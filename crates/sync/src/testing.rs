//! Test doubles shared by the unit tests

use crate::commands::CommandKind;
use crate::reporter::{ErrorReporter, Notifier};
use async_trait::async_trait;
use chrono::Utc;
use rust_decimal::Decimal;
use std::sync::atomic::{AtomicUsize, Ordering};
use std::sync::{Arc, Mutex};
use std::time::Duration;
use tradedesk_core::{
    ConnectionState, ErrorNotice, Order, OrderType, Position, Quote, SyncEvent, TradeType,
};
use tradedesk_ports::{CommandAck, EventSink, Transport, TransportError, TransportResult};

pub(crate) fn quote(symbol: &str, price: Decimal) -> Quote {
    Quote::new(symbol, price, price, price, Decimal::ONE, Utc::now())
}

pub(crate) fn position(symbol: &str, quantity: Decimal) -> Position {
    Position::open(symbol, TradeType::Buy, quantity, Decimal::ONE_HUNDRED, Utc::now())
}

pub(crate) fn order(id: &str, symbol: &str) -> Order {
    Order::pending(
        id,
        symbol,
        OrderType::Market,
        TradeType::Buy,
        Decimal::ONE,
        Utc::now(),
    )
}

/// Fake transport that records every call
#[derive(Default)]
pub(crate) struct RecordingTransport {
    sink: Mutex<Option<Arc<dyn EventSink>>>,
    starts: AtomicUsize,
    stops: AtomicUsize,
    connects: AtomicUsize,
    disconnects: AtomicUsize,
    reconnects: AtomicUsize,
    refreshes: AtomicUsize,
    commands: Mutex<Vec<String>>,
    start_error: Mutex<Option<TransportError>>,
    connect_error: Mutex<Option<TransportError>>,
    refresh_error: Mutex<Option<TransportError>>,
    command_error: Mutex<Option<TransportError>>,
    command_ack: Mutex<Option<CommandAck>>,
    command_delay: Mutex<Option<Duration>>,
    start_delay: Mutex<Option<Duration>>,
    quotes: Mutex<Vec<Quote>>,
    status: Mutex<ConnectionState>,
}

impl RecordingTransport {
    pub(crate) fn new() -> Arc<Self> {
        Arc::new(Self::default())
    }

    /// Push an event into the sink given to `start`, if started
    pub(crate) fn emit(&self, event: SyncEvent) {
        let sink = self.sink.lock().unwrap().clone();
        if let Some(sink) = sink {
            sink.deliver(event);
        }
    }

    pub(crate) fn starts(&self) -> usize {
        self.starts.load(Ordering::SeqCst)
    }

    pub(crate) fn stops(&self) -> usize {
        self.stops.load(Ordering::SeqCst)
    }

    pub(crate) fn connects(&self) -> usize {
        self.connects.load(Ordering::SeqCst)
    }

    pub(crate) fn disconnects(&self) -> usize {
        self.disconnects.load(Ordering::SeqCst)
    }

    pub(crate) fn reconnects(&self) -> usize {
        self.reconnects.load(Ordering::SeqCst)
    }

    pub(crate) fn refreshes(&self) -> usize {
        self.refreshes.load(Ordering::SeqCst)
    }

    pub(crate) fn commands(&self) -> Vec<String> {
        self.commands.lock().unwrap().clone()
    }

    pub(crate) fn fail_start(&self, error: TransportError) {
        *self.start_error.lock().unwrap() = Some(error);
    }

    pub(crate) fn clear_start_failure(&self) {
        *self.start_error.lock().unwrap() = None;
    }

    pub(crate) fn fail_connect(&self, error: TransportError) {
        *self.connect_error.lock().unwrap() = Some(error);
    }

    pub(crate) fn clear_connect_failure(&self) {
        *self.connect_error.lock().unwrap() = None;
    }

    pub(crate) fn fail_refresh(&self, error: TransportError) {
        *self.refresh_error.lock().unwrap() = Some(error);
    }

    pub(crate) fn fail_commands(&self, error: TransportError) {
        *self.command_error.lock().unwrap() = Some(error);
    }

    pub(crate) fn answer_commands(&self, ack: CommandAck) {
        *self.command_ack.lock().unwrap() = Some(ack);
    }

    pub(crate) fn delay_commands(&self, delay: Duration) {
        *self.command_delay.lock().unwrap() = Some(delay);
    }

    pub(crate) fn delay_start(&self, delay: Duration) {
        *self.start_delay.lock().unwrap() = Some(delay);
    }

    /// Whether `start` installed a sink that `stop` has not removed
    pub(crate) fn has_sink(&self) -> bool {
        self.sink.lock().unwrap().is_some()
    }

    pub(crate) fn set_quotes(&self, quotes: Vec<Quote>) {
        *self.quotes.lock().unwrap() = quotes;
    }

    pub(crate) fn set_status(&self, status: ConnectionState) {
        *self.status.lock().unwrap() = status;
    }

    async fn command(&self, name: String) -> TransportResult<CommandAck> {
        self.commands.lock().unwrap().push(name.clone());
        let delay = *self.command_delay.lock().unwrap();
        if let Some(delay) = delay {
            tokio::time::sleep(delay).await;
        }
        if let Some(error) = self.command_error.lock().unwrap().clone() {
            return Err(error);
        }
        let ack = self.command_ack.lock().unwrap().clone();
        Ok(ack.unwrap_or_else(|| CommandAck::ok(format!("{} done", name))))
    }

    fn lifecycle(&self, counter: &AtomicUsize, error: &Mutex<Option<TransportError>>) -> TransportResult<()> {
        counter.fetch_add(1, Ordering::SeqCst);
        match error.lock().unwrap().clone() {
            Some(error) => Err(error),
            None => Ok(()),
        }
    }
}

#[async_trait]
impl Transport for RecordingTransport {
    async fn start(&self, sink: Arc<dyn EventSink>) -> TransportResult<()> {
        let delay = *self.start_delay.lock().unwrap();
        if let Some(delay) = delay {
            tokio::time::sleep(delay).await;
        }
        self.lifecycle(&self.starts, &self.start_error)?;
        *self.sink.lock().unwrap() = Some(sink);
        Ok(())
    }

    fn stop(&self) {
        self.stops.fetch_add(1, Ordering::SeqCst);
        *self.sink.lock().unwrap() = None;
    }

    async fn connect(&self) -> TransportResult<()> {
        self.lifecycle(&self.connects, &self.connect_error)
    }

    async fn disconnect(&self) -> TransportResult<()> {
        self.disconnects.fetch_add(1, Ordering::SeqCst);
        Ok(())
    }

    async fn reconnect(&self) -> TransportResult<()> {
        self.lifecycle(&self.reconnects, &self.connect_error)
    }

    async fn refresh(&self) -> TransportResult<()> {
        self.lifecycle(&self.refreshes, &self.refresh_error)
    }

    fn market_data(&self) -> Vec<Quote> {
        self.quotes.lock().unwrap().clone()
    }

    fn positions(&self) -> Vec<Position> {
        Vec::new()
    }

    fn orders(&self) -> Vec<Order> {
        Vec::new()
    }

    fn connection_status(&self) -> ConnectionState {
        *self.status.lock().unwrap()
    }

    async fn place_quick_order(
        &self,
        symbol: &str,
        action: TradeType,
        quantity: Decimal,
    ) -> TransportResult<CommandAck> {
        self.command(format!("place_quick_order:{}:{}:{}", symbol, action, quantity))
            .await
    }

    async fn cancel_order(&self, order_id: &str) -> TransportResult<CommandAck> {
        self.command(format!("cancel_order:{}", order_id)).await
    }

    async fn close_position(&self, symbol: &str) -> TransportResult<CommandAck> {
        self.command(format!("close_position:{}", symbol)).await
    }

    async fn start_trading(&self) -> TransportResult<CommandAck> {
        self.command("start_trading".to_string()).await
    }

    async fn stop_trading(&self) -> TransportResult<CommandAck> {
        self.command("stop_trading".to_string()).await
    }

    async fn emergency_stop(&self) -> TransportResult<CommandAck> {
        self.command("emergency_stop".to_string()).await
    }
}

#[derive(Default)]
pub(crate) struct RecordingNotifier {
    kinds: Mutex<Vec<CommandKind>>,
}

impl RecordingNotifier {
    pub(crate) fn kinds(&self) -> Vec<CommandKind> {
        self.kinds.lock().unwrap().clone()
    }
}

impl Notifier for RecordingNotifier {
    fn success(&self, kind: CommandKind, _message: &str) {
        self.kinds.lock().unwrap().push(kind);
    }
}

#[derive(Default)]
pub(crate) struct RecordingReporter {
    notices: Mutex<Vec<ErrorNotice>>,
}

impl RecordingReporter {
    pub(crate) fn notices(&self) -> Vec<ErrorNotice> {
        self.notices.lock().unwrap().clone()
    }
}

impl ErrorReporter for RecordingReporter {
    fn report(&self, notice: &ErrorNotice) {
        self.notices.lock().unwrap().push(notice.clone());
    }
}
//! Tradedesk Sync
//!
//! Real-time state synchronization for the trading dashboard. One shared
//! transport fans events out to many consumers, each collection is kept as a
//! keyed projection, and trading commands force a resync once they succeed.
//!
//! ## Architecture
//!
//! ```text
//!                      ┌──────────────────────────────────────────────┐
//!  Transport ─events──►│  SubscriptionRegistry (single-flight start)  │
//!      ▲               │    ├─► ConnectionMachine (phase, CAS)        │
//!      │               │    └─► FanOut ─┬─► Projection ─► EntityFeed  │──► consumers
//!      │               │                ├─► PerformanceMonitor        │
//!      │               │                └─► raw listeners             │
//!      │               └──────────────────────────────────────────────┘
//!      └──── commands, refresh ◄── CommandFacade ◄──────────────────────── consumers
//! ```
//!
//! ## Usage
//!
//! ```rust,ignore
//! use tradedesk_sync::{SyncConfig, SyncContext};
//!
//! let ctx = SyncContext::new(transport, clock, SyncConfig::default());
//! ctx.login();
//!
//! let quotes = ctx.quotes().await?;
//! let commands = ctx.commands().await?;
//! commands.cancel_order("o1").await?;
//! println!("{} quotes", quotes.data().len());
//! ```

pub mod backoff;
pub mod commands;
pub mod config;
pub mod connection;
pub mod counted;
pub mod error;
pub mod feed;
pub mod liveness;
pub mod monitor;
pub mod projector;
pub mod registry;
pub mod reporter;
pub mod session;

#[cfg(test)]
mod testing;

pub use backoff::{ReconnectPolicy, spawn_reconnect_supervisor};
pub use commands::{CommandFacade, CommandKind, InFlight, InFlightState};
pub use config::{ConfigError, SyncConfig, load_config, load_config_from_str, load_default_config};
pub use connection::{ConnectionHandle, ConnectionMachine};
pub use counted::{CountedRegistry, CountedSubscription};
pub use error::{CommandError, ConnectionError, Result, SubscribeError, SyncError};
pub use feed::EntityFeed;
pub use liveness::{Generation, LivenessToken};
pub use monitor::{LatencyWindow, PerformanceMetrics, PerformanceMonitor};
pub use projector::{Collection, Projection};
pub use registry::{Listener, Subscription, SubscriptionRegistry};
pub use reporter::{ErrorReporter, LogNotifier, LogReporter, Notifier};
pub use session::{Session, SyncContext};
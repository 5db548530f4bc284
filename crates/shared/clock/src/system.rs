use chrono::Utc;
use tradedesk_core::Timestamp;
use tradedesk_ports::Clock;

/// Wall-clock time
#[derive(Debug, Default, Clone, Copy)]
pub struct SystemClock;

impl SystemClock {
    pub fn new() -> Self {
        Self
    }
}

impl Clock for SystemClock {
    fn now(&self) -> Timestamp {
        Utc::now()
    }

    fn name(&self) -> &str {
        "SystemClock"
    }
}
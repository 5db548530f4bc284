//! Consumer-facing entity subscriptions

use crate::projector::Collection;
use std::sync::Arc;
use tokio::sync::watch;
use tradedesk_core::Keyed;
use tradedesk_ports::{Transport, TransportError};

/// Live view of one projected collection
///
/// Reads always reflect the latest projected snapshot; consumers never write
/// through a feed.
pub struct EntityFeed<T> {
    collection: Arc<Collection<T>>,
    transport: Arc<dyn Transport>,
}

impl<T> Clone for EntityFeed<T> {
    fn clone(&self) -> Self {
        Self {
            collection: Arc::clone(&self.collection),
            transport: Arc::clone(&self.transport),
        }
    }
}

impl<T: Keyed + Clone> EntityFeed<T> {
    pub(crate) fn new(collection: Arc<Collection<T>>, transport: Arc<dyn Transport>) -> Self {
        Self {
            collection,
            transport,
        }
    }

    /// Current entries, ordered by key
    pub fn data(&self) -> Vec<T> {
        self.collection.snapshot()
    }

    pub fn get(&self, key: &str) -> Option<T> {
        self.collection.get(key)
    }

    /// True until hydration or the first event for this collection
    pub fn is_loading(&self) -> bool {
        !self.collection.is_loaded()
    }

    /// Ask the transport for a resync pass
    ///
    /// Updated entities arrive as ordinary events afterwards.
    pub async fn refresh(&self) -> Result<(), TransportError> {
        self.transport.refresh().await?;
        self.collection.mark_loaded();
        Ok(())
    }

    pub fn changed(&self) -> watch::Receiver<u64> {
        self.collection.changed()
    }
}
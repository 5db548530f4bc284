use rust_decimal::Decimal;
use serde::{Deserialize, Serialize};

use crate::values::{Price, Quantity, Symbol, Timestamp};

/// Open/high/low/close for the current session
#[derive(Debug, Clone, PartialEq, Serialize, Deserialize)]
pub struct Ohlc {
    pub open: Price,
    pub high: Price,
    pub low: Price,
    pub close: Price,
}

/// Latest market-data snapshot for a symbol
///
/// Every `market_data` event carries a complete quote; a newer quote for the
/// same symbol replaces the previous one wholesale.
#[derive(Debug, Clone, PartialEq, Serialize, Deserialize)]
#[serde(rename_all = "camelCase")]
pub struct Quote {
    pub symbol: Symbol,
    pub last_price: Price,
    pub volume: Quantity,
    pub bid: Price,
    pub ask: Price,
    #[serde(default, skip_serializing_if = "Option::is_none")]
    pub ohlc: Option<Ohlc>,
    /// Absolute change since the session open
    pub change: Decimal,
    pub change_percent: Decimal,
    /// When the backend produced this quote (used for latency sampling)
    pub timestamp: Timestamp,
}

impl Quote {
    /// Create a quote with zero change and no OHLC
    pub fn new(
        symbol: impl Into<Symbol>,
        last_price: Price,
        bid: Price,
        ask: Price,
        volume: Quantity,
        timestamp: Timestamp,
    ) -> Self {
        Self {
            symbol: symbol.into(),
            last_price,
            volume,
            bid,
            ask,
            ohlc: None,
            change: Decimal::ZERO,
            change_percent: Decimal::ZERO,
            timestamp,
        }
    }

    /// Attach session OHLC and derive change / change percent from the open
    pub fn with_ohlc(mut self, ohlc: Ohlc) -> Self {
        self.change = self.last_price - ohlc.open;
        self.change_percent = if ohlc.open.is_zero() {
            Decimal::ZERO
        } else {
            (self.change / ohlc.open * Decimal::ONE_HUNDRED).round_dp(4)
        };
        self.ohlc = Some(ohlc);
        self
    }

    /// Bid/ask spread
    pub fn spread(&self) -> Decimal {
        self.ask - self.bid
    }

    /// Mid price between bid and ask
    pub fn mid(&self) -> Price {
        (self.bid + self.ask) / Decimal::TWO
    }
}
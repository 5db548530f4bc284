use chrono::Duration;
use tradedesk_core::Timestamp;

/// Time source for latency and uptime readings
///
/// Production code reads the wall clock; tests drive a manual clock so that
/// uptime and error-rate figures are exact.
pub trait Clock: Send + Sync {
    fn now(&self) -> Timestamp;

    /// Time elapsed since `earlier`, never negative
    ///
    /// A timestamp stamped by a backend whose clock runs ahead reads as zero.
    fn elapsed_since(&self, earlier: Timestamp) -> Duration {
        (self.now() - earlier).max(Duration::zero())
    }

    fn name(&self) -> &str {
        "Clock"
    }
}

_Brief_:
Return each line of the entries that holds the string "kinds".

_Answer space_:
    kinds: Mutex<Vec<CommandKind>>,
    pub(crate) fn kinds(&self) -> Vec<CommandKind> {
        self.kinds.lock().unwrap().clone()
        self.kinds.lock().unwrap().push(kind);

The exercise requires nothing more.